Gary Chamberlain's method, a generalization of the within estimator, replaces $\alpha_{i}$ with its linear projection onto the explanatory variables. Writing the linear projection as:
$\alpha_{i} = \lambda_0 + X_{i1} \lambda_1 + X_{i2} \lambda_2 + \dots + X_{iT} \lambda_T + e_i$
this results in the following equation:
$y_{it} = \lambda_0 + X_{i1} \lambda_1 + X_{i2} \lambda_2 + \dots + X_{it}(\lambda_t + \mathbf{\beta}) + \dots + X_{iT} \lambda_T + e_i + u_{it}$
which can be estimated by minimum distance estimation.

===Hausman–Taylor method===

Need to have more than one time-variant regressor ($X$) and time-invariant
regressor ($Z$) and at least one $X$ and one $Z$ that are uncorrelated with
$\alpha_{i}$.

Partition the $X$ and $Z$ variables such that $$\begin{array}
[c]{c}
X=[\underset{TN\times K1}{X_{1it}}\vdots\underset{TN\times K2}{X_{2it}}]\\
Z=[\underset{TN\times G1}{Z_{1it}}\vdots\underset{TN\times G2}{Z_{2it}}]
\end{array}$$ where $X_{1}$ and $Z_{1}$ are uncorrelated with $\alpha_{i}$. Need $K1>G2$.

Estimating $\gamma$ via OLS on $\widehat{di}=Z_{i}\gamma+\varphi_{it}$ using $X_1$ and $Z_1$ as instruments yields a consistent estimate.
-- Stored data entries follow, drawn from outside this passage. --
use std::fs;
use std::io::Write;
use std::path::PathBuf;

use crate::chunk::Chunk;
use crate::error::{BusError, Result};

/// Write-once keyed store for a stream's parameter-set chunks, so a
/// reconnecting session can skip live header acquisition. Entries are
/// files `{dir}/{key}` holding a sequence of records:
///
/// ```text
/// [u32 length BE][start-code-prefixed NAL payload of that length]
/// ```
pub struct HeaderCache {
    dir: PathBuf,
}

impl HeaderCache {
    pub fn new(dir: impl Into<PathBuf>) -> Self {
        Self { dir: dir.into() }
    }

    fn entry_path(&self, key: &str) -> PathBuf {
        self.dir.join(key)
    }

    /// Loads the header chunks persisted under `key`, in stored order.
    /// `Ok(None)` on a miss.
    pub fn lookup(&self, key: &str) -> Result<Option<Vec<Chunk>>> {
        let data = match fs::read(self.entry_path(key)) {
            Ok(data) => data,
            Err(e) if e.kind() == std::io::ErrorKind::NotFound => return Ok(None),
            Err(e) => return Err(e.into()),
        };
        let mut chunks = Vec::new();
        let mut at = 0;
        while at < data.len() {
            if at + 4 > data.len() {
                return Err(BusError::ShortMessage {
                    needed: at + 4,
                    got: data.len(),
                });
            }
            let len = u32::from_be_bytes([data[at], data[at + 1], data[at + 2], data[at + 3]])
                as usize;
            at += 4;
            if at + len > data.len() {
                return Err(BusError::ShortMessage {
                    needed: at + len,
                    got: data.len(),
                });
            }
            chunks.push(Chunk::from_owned(data[at..at + len].to_vec())?);
            at += len;
        }
        Ok(Some(chunks))
    }

    /// Persists `chunks` under `key`. Entries are write-once: an existing
    /// entry is left untouched and `Ok(false)` is returned. A cache entry
    /// always represents complete, valid headers, so callers must only
    /// store after acquisition succeeded. The records are written to a
    /// scratch file and renamed into place, so an interrupted store never
    /// leaves a truncated entry behind.
    pub fn store(&self, key: &str, chunks: &[Chunk]) -> Result<bool> {
        fs::create_dir_all(&self.dir)?;
        let path = self.entry_path(key);
        if path.exists() {
            return Ok(false);
        }

        let scratch = self.dir.join(format!("{}.tmp.{}", key, std::process::id()));
        let mut file = fs::File::create(&scratch)?;
        for chunk in chunks {
            file.write_all(&(chunk.size() as u32).to_be_bytes())?;
            file.write_all(chunk.bytes())?;
        }
        drop(file);
        fs::rename(&scratch, &path)?;
        Ok(true)
    }

    /// Removes the entry under `key` so a fresh store can replace it.
    /// Absent entries are not an error.
    pub fn evict(&self, key: &str) -> Result<()> {
        match fs::remove_file(self.entry_path(key)) {
            Ok(()) => Ok(()),
            Err(e) if e.kind() == std::io::ErrorKind::NotFound => Ok(()),
            Err(e) => Err(e.into()),
        }
    }
}

#[cfg(test)]
mod tests {
    use super::*;

    fn chunk(payload: &[u8]) -> Chunk {
        let mut data = vec![0, 0, 0, 1];
        data.extend_from_slice(payload);
        Chunk::from_owned(data).unwrap()
    }

    fn scratch_dir(tag: &str) -> PathBuf {
        let dir = std::env::temp_dir().join(format!(
            "nal-bus-cache-{}-{}",
            tag,
            std::process::id()
        ));
        let _ = fs::remove_dir_all(&dir);
        dir
    }

    #[test]
    fn test_store_then_lookup_bit_identical() {
        let dir = scratch_dir("roundtrip");
        let cache = HeaderCache::new(&dir);
        let headers = vec![chunk(&[0x67, 0x42, 0x00]), chunk(&[0x68, 0xce]), chunk(&[0x66, 0x05])];

        assert!(cache.store("session-a", &headers).unwrap());
        let back = cache.lookup("session-a").unwrap().unwrap();
        assert_eq!(back.len(), headers.len());
        for (a, b) in back.iter().zip(&headers) {
            assert_eq!(a.bytes(), b.bytes());
        }
        fs::remove_dir_all(&dir).unwrap();
    }

    #[test]
    fn test_second_store_never_overwrites() {
        let dir = scratch_dir("writeonce");
        let cache = HeaderCache::new(&dir);
        let first = vec![chunk(&[0x67, 0x01])];
        let second = vec![chunk(&[0x67, 0x02]), chunk(&[0x68, 0x03])];

        assert!(cache.store("k", &first).unwrap());
        assert!(!cache.store("k", &second).unwrap());

        let back = cache.lookup("k").unwrap().unwrap();
        assert_eq!(back.len(), 1);
        assert_eq!(back[0].bytes(), first[0].bytes());
        fs::remove_dir_all(&dir).unwrap();
    }

    #[test]
    fn test_lookup_miss() {
        let dir = scratch_dir("miss");
        let cache = HeaderCache::new(&dir);
        assert!(cache.lookup("absent").unwrap().is_none());
    }

    #[test]
    fn test_store_leaves_no_scratch_file() {
        let dir = scratch_dir("scratch");
        let cache = HeaderCache::new(&dir);
        assert!(cache.store("k", &[chunk(&[0x67, 0x01])]).unwrap());

        let names: Vec<String> = fs::read_dir(&dir)
            .unwrap()
            .map(|e| e.unwrap().file_name().into_string().unwrap())
            .collect();
        assert_eq!(names, ["k"]);
        fs::remove_dir_all(&dir).unwrap();
    }

    #[test]
    fn test_evict_allows_replacement() {
        let dir = scratch_dir("evict");
        let cache = HeaderCache::new(&dir);
        assert!(cache.store("k", &[chunk(&[0x67, 0x01])]).unwrap());

        cache.evict("k").unwrap();
        assert!(cache.lookup("k").unwrap().is_none());
        // Absent entries are fine to evict again.
        cache.evict("k").unwrap();

        assert!(cache.store("k", &[chunk(&[0x67, 0x02]), chunk(&[0x68, 0x03])]).unwrap());
        assert_eq!(cache.lookup("k").unwrap().unwrap().len(), 2);
        fs::remove_dir_all(&dir).unwrap();
    }

    #[test]
    fn test_truncated_entry_is_an_error() {
        let dir = scratch_dir("truncated");
        fs::create_dir_all(&dir).unwrap();
        fs::write(dir.join("bad"), [0u8, 0, 0, 9, 0, 0, 0, 1, 0x67]).unwrap();
        let cache = HeaderCache::new(&dir);
        let err = cache.lookup("bad").unwrap_err();
        assert!(matches!(err, BusError::ShortMessage { .. }));
        fs::remove_dir_all(&dir).unwrap();
    }
}
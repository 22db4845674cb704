//! Chunked H.264 transport bus: Annex-B chunking, pull-based buffering
//! for a hardware decoder, two-variant wire framing, a cross-session
//! header cache and a perceptual frame-difference filter.

pub mod cache;
pub mod chunk;
pub mod chunker;
pub mod codec;
pub mod diff;
pub mod error;
pub mod frame;
pub mod session;
pub mod source;
pub mod tracker;
pub mod transport;
pub mod wire;

pub use chunk::{Chunk, ChunkKind};
pub use error::{BusError, Result};
pub use tracker::ChunkTracker;
//! Decoder and encoder seams. Hardware-accelerated H.264 decode and the
//! pixel-format conversion behind it are external collaborators; they
//! plug in at [`VideoDecoder`] and consume the chunk tracker through its
//! pull-based `Read`. The JPEG side is in-tree.

use std::io::Read;

use bytes::Bytes;

use crate::chunk::{NAL_PPS, NAL_SEI, NAL_SPS};
use crate::frame::RgbFrame;

pub trait VideoDecoder {
    /// Decodes the next frame from the byte stream, `Ok(None)` when more
    /// input is needed. The reader is lazily filled and may return short
    /// reads when the upstream queue runs dry.
    fn decode_next(&mut self, input: &mut dyn Read) -> anyhow::Result<Option<RgbFrame>>;
}

pub trait FrameEncoder {
    fn encode(&mut self, frame: &RgbFrame) -> anyhow::Result<Bytes>;
}

/// Loopback decoder for streams whose frame chunks already carry packed
/// RGB24: `[start code][NAL byte][width*height*3 pixel bytes]`, with
/// 5-byte parameter-set chunks. Stands in for the hardware decoder in
/// tests and loopback runs; it expects whole chunks to be queued before
/// each call.
pub struct RgbChunkDecoder {
    width: u32,
    height: u32,
}

impl RgbChunkDecoder {
    pub fn new(width: u32, height: u32) -> Self {
        Self { width, height }
    }
}

impl VideoDecoder for RgbChunkDecoder {
    fn decode_next(&mut self, input: &mut dyn Read) -> anyhow::Result<Option<RgbFrame>> {
        loop {
            let mut head = [0u8; 5];
            let n = read_full(input, &mut head)?;
            if n == 0 {
                return Ok(None);
            }
            if n < head.len() {
                anyhow::bail!("truncated chunk header ({} bytes)", n);
            }
            if matches!(head[4] & 0x1f, NAL_SEI | NAL_SPS | NAL_PPS) {
                continue;
            }
            let mut pixels = vec![0u8; self.width as usize * self.height as usize * 3];
            let n = read_full(input, &mut pixels)?;
            if n < pixels.len() {
                anyhow::bail!("truncated frame payload ({} of {} bytes)", n, pixels.len());
            }
            return Ok(Some(RgbFrame::new(
                self.width,
                self.height,
                Bytes::from(pixels),
            )?));
        }
    }
}

fn read_full(r: &mut dyn Read, buf: &mut [u8]) -> std::io::Result<usize> {
    let mut filled = 0;
    while filled < buf.len() {
        let n = r.read(&mut buf[filled..])?;
        if n == 0 {
            break;
        }
        filled += n;
    }
    Ok(filled)
}

/// JPEG frame encoder over the `jpeg-encoder` crate, 4:2:0 at the same
/// quality the pipeline has always shipped.
pub struct JpegFrameEncoder {
    quality: u8,
}

impl JpegFrameEncoder {
    pub const DEFAULT_QUALITY: u8 = 75;

    pub fn new() -> Self {
        Self {
            quality: Self::DEFAULT_QUALITY,
        }
    }

    pub fn with_quality(quality: u8) -> Self {
        Self { quality }
    }
}

impl Default for JpegFrameEncoder {
    fn default() -> Self {
        Self::new()
    }
}

impl FrameEncoder for JpegFrameEncoder {
    fn encode(&mut self, frame: &RgbFrame) -> anyhow::Result<Bytes> {
        let width = u16::try_from(frame.width())
            .map_err(|_| anyhow::anyhow!("frame width {} exceeds JPEG limits", frame.width()))?;
        let height = u16::try_from(frame.height())
            .map_err(|_| anyhow::anyhow!("frame height {} exceeds JPEG limits", frame.height()))?;

        let mut out = Vec::new();
        let encoder = jpeg_encoder::Encoder::new(&mut out, self.quality);
        encoder.encode(frame.data(), width, height, jpeg_encoder::ColorType::Rgb)?;
        Ok(Bytes::from(out))
    }
}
=== Generalization with input uncertainty ===

When there is input uncertainty for the $y$ data, $\delta y$, then the $\chi^2$ value, rather than the sum of squared residuals, should be minimized. This can be directly achieved from substitution rules:
$\frac{y_{it}}{\delta y_{it}} = \mathbf{\beta}\frac{X_{it}}{\delta y_{it}}+\alpha_{i}\frac{1}{\delta y_{it}}+\frac{u_{it}}{\delta y_{it}}$,

then the values and standard deviations for $\mathbf{\beta}$ and $\alpha_{i}$ can be determined via classical ordinary least squares analysis and variance-covariance matrix.

==Use to test for consistency ==

Random effects estimators may be inconsistent sometimes in the long time series limit, if the random effects are misspecified (i.e. the model chosen for the random effects is incorrect). However, the fixed effects model may still be consistent in some situations. For example, if the time series being modeled is not stationary, random effects models assuming stationarity may not be consistent in the long-series limit. One example of this is if the time series has an upward trend. Then, as the series becomes longer, the model revises estimates for the mean of earlier periods upwards, giving increasingly biased predictions of coefficients. However, a model with fixed time effects does not pool information across time, and as a result earlier estimates will not be affected.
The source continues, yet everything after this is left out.